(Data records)
■ ■ ■ ■

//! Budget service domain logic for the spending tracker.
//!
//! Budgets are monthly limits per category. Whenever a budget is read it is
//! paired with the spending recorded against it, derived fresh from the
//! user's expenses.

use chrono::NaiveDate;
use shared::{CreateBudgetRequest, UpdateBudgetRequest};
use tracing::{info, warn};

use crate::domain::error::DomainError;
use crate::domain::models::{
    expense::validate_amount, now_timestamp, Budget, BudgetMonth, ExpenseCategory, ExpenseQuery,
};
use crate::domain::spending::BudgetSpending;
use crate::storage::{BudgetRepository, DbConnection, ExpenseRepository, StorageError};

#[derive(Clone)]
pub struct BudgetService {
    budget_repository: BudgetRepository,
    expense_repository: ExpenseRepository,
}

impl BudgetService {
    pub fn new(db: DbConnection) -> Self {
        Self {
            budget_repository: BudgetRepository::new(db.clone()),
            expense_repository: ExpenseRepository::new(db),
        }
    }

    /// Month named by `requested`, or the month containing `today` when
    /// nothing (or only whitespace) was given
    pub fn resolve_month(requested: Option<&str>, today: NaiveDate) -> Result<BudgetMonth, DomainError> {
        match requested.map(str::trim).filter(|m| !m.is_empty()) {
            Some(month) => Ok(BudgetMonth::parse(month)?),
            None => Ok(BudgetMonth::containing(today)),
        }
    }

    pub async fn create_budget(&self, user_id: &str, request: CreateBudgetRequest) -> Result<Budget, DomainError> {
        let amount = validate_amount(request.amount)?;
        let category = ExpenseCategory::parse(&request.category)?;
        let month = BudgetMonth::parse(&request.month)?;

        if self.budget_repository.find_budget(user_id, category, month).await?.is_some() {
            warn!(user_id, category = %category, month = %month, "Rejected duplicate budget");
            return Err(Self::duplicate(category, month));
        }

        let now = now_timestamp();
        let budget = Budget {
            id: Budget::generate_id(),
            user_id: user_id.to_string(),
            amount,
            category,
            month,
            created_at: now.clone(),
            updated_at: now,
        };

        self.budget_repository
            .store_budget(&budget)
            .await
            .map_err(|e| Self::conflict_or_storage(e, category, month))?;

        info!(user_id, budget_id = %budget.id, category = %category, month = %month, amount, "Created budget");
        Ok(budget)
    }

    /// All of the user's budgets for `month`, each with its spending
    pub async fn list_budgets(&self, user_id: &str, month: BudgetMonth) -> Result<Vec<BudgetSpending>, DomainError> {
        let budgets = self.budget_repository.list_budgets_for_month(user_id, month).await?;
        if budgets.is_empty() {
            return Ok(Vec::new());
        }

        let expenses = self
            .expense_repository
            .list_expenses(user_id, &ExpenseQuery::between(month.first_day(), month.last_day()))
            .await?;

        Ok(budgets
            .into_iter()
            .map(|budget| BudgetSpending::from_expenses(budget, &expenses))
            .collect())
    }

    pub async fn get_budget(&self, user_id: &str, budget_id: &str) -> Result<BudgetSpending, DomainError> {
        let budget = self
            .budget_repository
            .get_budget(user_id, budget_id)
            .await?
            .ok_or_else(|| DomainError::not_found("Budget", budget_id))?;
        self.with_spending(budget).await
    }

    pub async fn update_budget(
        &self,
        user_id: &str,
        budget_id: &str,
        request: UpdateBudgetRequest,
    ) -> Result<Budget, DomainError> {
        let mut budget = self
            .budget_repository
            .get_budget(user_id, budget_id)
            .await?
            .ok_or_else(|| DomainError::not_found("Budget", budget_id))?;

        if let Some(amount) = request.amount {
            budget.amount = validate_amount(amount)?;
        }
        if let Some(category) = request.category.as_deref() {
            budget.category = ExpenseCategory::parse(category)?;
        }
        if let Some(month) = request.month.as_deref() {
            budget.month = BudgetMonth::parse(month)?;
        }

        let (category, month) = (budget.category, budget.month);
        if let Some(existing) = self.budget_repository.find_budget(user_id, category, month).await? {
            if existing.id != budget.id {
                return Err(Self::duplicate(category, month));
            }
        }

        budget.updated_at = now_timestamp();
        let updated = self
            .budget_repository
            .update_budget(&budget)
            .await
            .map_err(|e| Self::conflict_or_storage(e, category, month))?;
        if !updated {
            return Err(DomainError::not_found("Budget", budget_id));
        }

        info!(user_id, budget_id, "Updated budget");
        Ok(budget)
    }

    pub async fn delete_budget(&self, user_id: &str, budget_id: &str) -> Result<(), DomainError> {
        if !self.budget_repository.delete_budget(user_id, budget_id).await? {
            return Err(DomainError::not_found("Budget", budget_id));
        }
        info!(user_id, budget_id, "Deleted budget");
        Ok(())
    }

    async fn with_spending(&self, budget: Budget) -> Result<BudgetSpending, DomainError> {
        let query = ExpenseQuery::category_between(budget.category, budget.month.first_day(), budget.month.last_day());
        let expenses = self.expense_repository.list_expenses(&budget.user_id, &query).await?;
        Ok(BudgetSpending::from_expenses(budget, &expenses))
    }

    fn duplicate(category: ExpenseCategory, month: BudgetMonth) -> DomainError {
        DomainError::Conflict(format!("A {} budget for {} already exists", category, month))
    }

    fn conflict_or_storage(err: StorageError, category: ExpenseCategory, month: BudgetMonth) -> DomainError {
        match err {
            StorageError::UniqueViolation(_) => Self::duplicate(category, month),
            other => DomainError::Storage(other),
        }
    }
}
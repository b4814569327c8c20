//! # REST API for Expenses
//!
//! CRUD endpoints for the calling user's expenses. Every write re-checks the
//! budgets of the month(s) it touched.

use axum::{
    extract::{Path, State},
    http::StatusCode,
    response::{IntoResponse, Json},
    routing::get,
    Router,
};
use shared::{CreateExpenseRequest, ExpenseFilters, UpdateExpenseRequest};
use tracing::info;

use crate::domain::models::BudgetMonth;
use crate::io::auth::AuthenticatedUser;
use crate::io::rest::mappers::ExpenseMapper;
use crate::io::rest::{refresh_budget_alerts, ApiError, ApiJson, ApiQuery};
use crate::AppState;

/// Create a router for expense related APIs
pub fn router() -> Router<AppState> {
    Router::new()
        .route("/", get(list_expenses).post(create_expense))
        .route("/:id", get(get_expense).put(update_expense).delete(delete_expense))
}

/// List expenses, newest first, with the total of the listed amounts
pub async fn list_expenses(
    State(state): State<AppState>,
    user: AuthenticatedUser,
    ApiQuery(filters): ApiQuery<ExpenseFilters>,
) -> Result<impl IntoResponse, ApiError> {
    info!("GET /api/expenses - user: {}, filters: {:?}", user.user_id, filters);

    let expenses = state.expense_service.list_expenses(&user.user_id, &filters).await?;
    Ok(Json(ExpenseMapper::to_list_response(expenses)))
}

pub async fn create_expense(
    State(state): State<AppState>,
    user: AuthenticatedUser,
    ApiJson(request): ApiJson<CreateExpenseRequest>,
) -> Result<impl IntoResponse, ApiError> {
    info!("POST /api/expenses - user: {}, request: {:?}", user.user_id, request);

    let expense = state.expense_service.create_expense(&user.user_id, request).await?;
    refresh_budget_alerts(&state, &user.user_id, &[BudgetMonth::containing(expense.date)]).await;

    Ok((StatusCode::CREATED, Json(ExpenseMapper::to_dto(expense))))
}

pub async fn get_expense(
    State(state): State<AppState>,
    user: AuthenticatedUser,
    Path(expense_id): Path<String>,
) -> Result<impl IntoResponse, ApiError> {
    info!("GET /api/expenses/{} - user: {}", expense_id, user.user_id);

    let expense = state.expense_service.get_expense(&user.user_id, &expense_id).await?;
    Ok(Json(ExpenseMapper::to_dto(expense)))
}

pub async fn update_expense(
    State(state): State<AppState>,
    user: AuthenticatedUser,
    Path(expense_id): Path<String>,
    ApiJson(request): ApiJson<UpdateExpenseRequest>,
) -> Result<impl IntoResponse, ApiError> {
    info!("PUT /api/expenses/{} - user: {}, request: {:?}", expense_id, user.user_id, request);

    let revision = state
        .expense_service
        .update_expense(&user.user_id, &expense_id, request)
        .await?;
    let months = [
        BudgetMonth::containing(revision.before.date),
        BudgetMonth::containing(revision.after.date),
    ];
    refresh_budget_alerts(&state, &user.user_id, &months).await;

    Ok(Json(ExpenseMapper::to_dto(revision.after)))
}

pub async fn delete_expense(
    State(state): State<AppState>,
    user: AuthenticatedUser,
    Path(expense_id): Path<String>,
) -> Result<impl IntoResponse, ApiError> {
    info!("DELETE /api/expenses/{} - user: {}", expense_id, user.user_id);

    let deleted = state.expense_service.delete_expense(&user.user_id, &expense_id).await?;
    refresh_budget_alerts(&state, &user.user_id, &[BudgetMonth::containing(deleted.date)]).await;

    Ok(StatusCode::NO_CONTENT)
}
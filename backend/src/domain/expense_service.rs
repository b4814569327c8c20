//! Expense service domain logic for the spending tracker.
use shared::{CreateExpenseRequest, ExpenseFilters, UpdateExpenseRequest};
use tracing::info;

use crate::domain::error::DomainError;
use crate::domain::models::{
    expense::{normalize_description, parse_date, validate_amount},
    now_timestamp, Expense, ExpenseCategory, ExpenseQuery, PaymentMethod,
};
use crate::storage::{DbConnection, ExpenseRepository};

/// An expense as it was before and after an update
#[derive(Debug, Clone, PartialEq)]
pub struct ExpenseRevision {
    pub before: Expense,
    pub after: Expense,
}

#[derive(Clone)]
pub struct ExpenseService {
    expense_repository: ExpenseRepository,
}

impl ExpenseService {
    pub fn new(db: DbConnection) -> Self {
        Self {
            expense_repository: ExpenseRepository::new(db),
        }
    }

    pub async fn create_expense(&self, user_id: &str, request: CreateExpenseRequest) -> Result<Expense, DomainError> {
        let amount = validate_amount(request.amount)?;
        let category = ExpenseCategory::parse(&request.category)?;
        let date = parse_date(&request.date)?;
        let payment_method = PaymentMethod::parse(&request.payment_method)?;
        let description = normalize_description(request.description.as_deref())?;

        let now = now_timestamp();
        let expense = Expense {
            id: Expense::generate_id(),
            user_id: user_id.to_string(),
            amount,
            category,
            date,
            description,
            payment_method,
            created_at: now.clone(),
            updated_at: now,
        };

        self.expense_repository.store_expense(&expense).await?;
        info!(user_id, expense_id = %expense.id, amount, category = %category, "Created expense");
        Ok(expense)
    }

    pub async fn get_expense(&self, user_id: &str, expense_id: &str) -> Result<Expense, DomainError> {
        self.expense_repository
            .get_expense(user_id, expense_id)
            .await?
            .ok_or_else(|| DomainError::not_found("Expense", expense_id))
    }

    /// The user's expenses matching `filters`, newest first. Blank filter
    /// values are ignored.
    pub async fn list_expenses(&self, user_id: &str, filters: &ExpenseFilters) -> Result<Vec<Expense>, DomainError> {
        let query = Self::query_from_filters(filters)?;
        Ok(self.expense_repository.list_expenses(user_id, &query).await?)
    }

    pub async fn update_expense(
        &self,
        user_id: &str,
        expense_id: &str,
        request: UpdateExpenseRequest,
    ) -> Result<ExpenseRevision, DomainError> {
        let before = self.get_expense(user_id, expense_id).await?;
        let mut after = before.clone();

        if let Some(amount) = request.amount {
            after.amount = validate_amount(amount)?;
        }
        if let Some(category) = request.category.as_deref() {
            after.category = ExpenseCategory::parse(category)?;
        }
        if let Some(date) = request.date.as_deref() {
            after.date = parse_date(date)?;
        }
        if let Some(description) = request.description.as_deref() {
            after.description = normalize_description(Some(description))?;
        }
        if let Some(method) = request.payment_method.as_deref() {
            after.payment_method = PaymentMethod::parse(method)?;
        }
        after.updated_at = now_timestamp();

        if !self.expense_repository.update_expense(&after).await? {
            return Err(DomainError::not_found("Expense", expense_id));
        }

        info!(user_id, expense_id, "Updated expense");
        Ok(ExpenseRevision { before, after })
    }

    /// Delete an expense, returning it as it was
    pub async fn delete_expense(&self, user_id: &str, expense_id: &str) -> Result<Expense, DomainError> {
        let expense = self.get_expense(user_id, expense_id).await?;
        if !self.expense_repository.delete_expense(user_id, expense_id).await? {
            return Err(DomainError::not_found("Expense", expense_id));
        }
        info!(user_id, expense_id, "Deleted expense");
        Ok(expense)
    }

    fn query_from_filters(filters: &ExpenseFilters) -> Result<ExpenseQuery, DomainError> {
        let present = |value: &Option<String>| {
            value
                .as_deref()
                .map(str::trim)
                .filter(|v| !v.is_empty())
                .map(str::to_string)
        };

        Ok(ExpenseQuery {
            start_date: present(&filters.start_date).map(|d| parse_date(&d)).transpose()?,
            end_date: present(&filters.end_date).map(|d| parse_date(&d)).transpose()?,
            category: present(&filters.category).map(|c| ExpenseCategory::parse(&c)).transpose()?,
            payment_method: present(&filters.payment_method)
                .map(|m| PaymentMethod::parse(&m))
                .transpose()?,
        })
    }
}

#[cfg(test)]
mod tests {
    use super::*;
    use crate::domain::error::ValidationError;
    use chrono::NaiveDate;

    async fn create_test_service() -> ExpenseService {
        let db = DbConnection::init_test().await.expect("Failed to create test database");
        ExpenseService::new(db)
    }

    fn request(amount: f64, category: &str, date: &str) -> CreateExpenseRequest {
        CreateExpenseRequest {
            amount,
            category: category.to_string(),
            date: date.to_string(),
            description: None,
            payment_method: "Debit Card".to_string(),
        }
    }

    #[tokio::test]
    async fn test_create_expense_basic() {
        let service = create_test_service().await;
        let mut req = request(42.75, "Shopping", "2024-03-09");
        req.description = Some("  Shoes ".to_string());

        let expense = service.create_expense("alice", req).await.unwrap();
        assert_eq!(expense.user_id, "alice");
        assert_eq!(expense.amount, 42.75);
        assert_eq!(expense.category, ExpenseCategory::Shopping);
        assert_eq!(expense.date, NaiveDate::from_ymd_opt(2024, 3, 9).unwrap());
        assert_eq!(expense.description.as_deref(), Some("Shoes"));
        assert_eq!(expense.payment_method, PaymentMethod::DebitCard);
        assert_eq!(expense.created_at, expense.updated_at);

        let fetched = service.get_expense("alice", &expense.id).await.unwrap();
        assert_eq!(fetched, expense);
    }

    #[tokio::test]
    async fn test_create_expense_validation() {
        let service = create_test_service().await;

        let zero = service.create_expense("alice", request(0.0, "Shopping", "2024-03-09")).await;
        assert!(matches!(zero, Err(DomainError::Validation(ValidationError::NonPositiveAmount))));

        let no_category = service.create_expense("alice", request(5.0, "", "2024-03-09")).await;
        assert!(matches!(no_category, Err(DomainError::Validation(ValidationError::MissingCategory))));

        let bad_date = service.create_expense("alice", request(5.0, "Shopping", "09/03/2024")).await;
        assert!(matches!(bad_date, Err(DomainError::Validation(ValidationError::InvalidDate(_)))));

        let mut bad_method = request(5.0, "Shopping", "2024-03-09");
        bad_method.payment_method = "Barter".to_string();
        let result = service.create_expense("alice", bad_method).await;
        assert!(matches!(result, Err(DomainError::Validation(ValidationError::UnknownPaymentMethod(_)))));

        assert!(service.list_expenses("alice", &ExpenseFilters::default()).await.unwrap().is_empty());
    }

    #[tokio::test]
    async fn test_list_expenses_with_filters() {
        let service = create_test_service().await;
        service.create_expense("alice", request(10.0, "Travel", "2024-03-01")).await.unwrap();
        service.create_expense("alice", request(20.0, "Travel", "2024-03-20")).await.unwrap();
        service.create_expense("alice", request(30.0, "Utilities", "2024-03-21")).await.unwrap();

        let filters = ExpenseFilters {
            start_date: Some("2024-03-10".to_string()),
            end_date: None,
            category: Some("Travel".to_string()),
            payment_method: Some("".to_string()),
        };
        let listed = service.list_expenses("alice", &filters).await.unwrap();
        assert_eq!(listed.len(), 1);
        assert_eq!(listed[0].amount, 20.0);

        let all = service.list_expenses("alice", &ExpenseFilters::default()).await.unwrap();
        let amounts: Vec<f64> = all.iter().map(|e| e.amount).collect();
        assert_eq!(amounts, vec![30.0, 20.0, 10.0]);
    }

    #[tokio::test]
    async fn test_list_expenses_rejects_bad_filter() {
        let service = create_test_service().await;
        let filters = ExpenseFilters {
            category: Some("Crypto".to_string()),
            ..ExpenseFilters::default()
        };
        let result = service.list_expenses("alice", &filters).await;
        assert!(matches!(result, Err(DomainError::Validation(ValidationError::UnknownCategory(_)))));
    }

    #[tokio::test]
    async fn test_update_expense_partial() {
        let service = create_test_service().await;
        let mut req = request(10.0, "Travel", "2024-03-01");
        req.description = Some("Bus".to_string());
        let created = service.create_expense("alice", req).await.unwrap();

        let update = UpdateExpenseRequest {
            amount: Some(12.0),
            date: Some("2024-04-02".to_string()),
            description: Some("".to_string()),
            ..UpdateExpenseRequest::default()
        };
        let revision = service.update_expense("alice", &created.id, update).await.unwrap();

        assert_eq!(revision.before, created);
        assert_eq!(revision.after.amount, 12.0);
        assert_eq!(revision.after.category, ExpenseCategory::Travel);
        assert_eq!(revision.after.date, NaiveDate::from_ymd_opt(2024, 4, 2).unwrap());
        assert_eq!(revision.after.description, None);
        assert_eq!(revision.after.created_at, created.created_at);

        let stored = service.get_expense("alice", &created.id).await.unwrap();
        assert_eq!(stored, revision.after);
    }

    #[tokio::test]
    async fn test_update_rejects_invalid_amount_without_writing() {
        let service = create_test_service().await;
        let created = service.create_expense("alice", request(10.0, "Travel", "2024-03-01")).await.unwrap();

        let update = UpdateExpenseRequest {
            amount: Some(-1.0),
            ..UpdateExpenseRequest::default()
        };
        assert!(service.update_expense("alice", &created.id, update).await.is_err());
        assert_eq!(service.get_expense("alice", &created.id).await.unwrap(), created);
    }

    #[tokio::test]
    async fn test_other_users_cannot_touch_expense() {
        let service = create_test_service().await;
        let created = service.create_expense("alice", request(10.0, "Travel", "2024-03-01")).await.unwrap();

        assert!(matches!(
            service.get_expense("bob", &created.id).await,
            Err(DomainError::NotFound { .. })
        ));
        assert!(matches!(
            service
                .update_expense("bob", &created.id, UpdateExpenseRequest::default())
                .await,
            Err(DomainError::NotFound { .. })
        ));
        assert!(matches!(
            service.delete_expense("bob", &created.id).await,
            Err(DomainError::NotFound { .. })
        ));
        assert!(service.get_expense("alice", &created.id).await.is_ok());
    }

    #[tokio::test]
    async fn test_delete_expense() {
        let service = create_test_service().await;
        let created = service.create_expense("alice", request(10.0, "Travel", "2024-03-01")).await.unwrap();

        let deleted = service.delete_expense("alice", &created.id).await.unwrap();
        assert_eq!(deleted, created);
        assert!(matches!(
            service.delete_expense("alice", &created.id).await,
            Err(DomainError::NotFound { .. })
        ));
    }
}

■ ■ ■ ■

Copy each line in the data that holds the word "existing".

Result of this task =
        if let Some(existing) = self.budget_repository.find_budget(user_id, category, month).await? {
            if existing.id != budget.id {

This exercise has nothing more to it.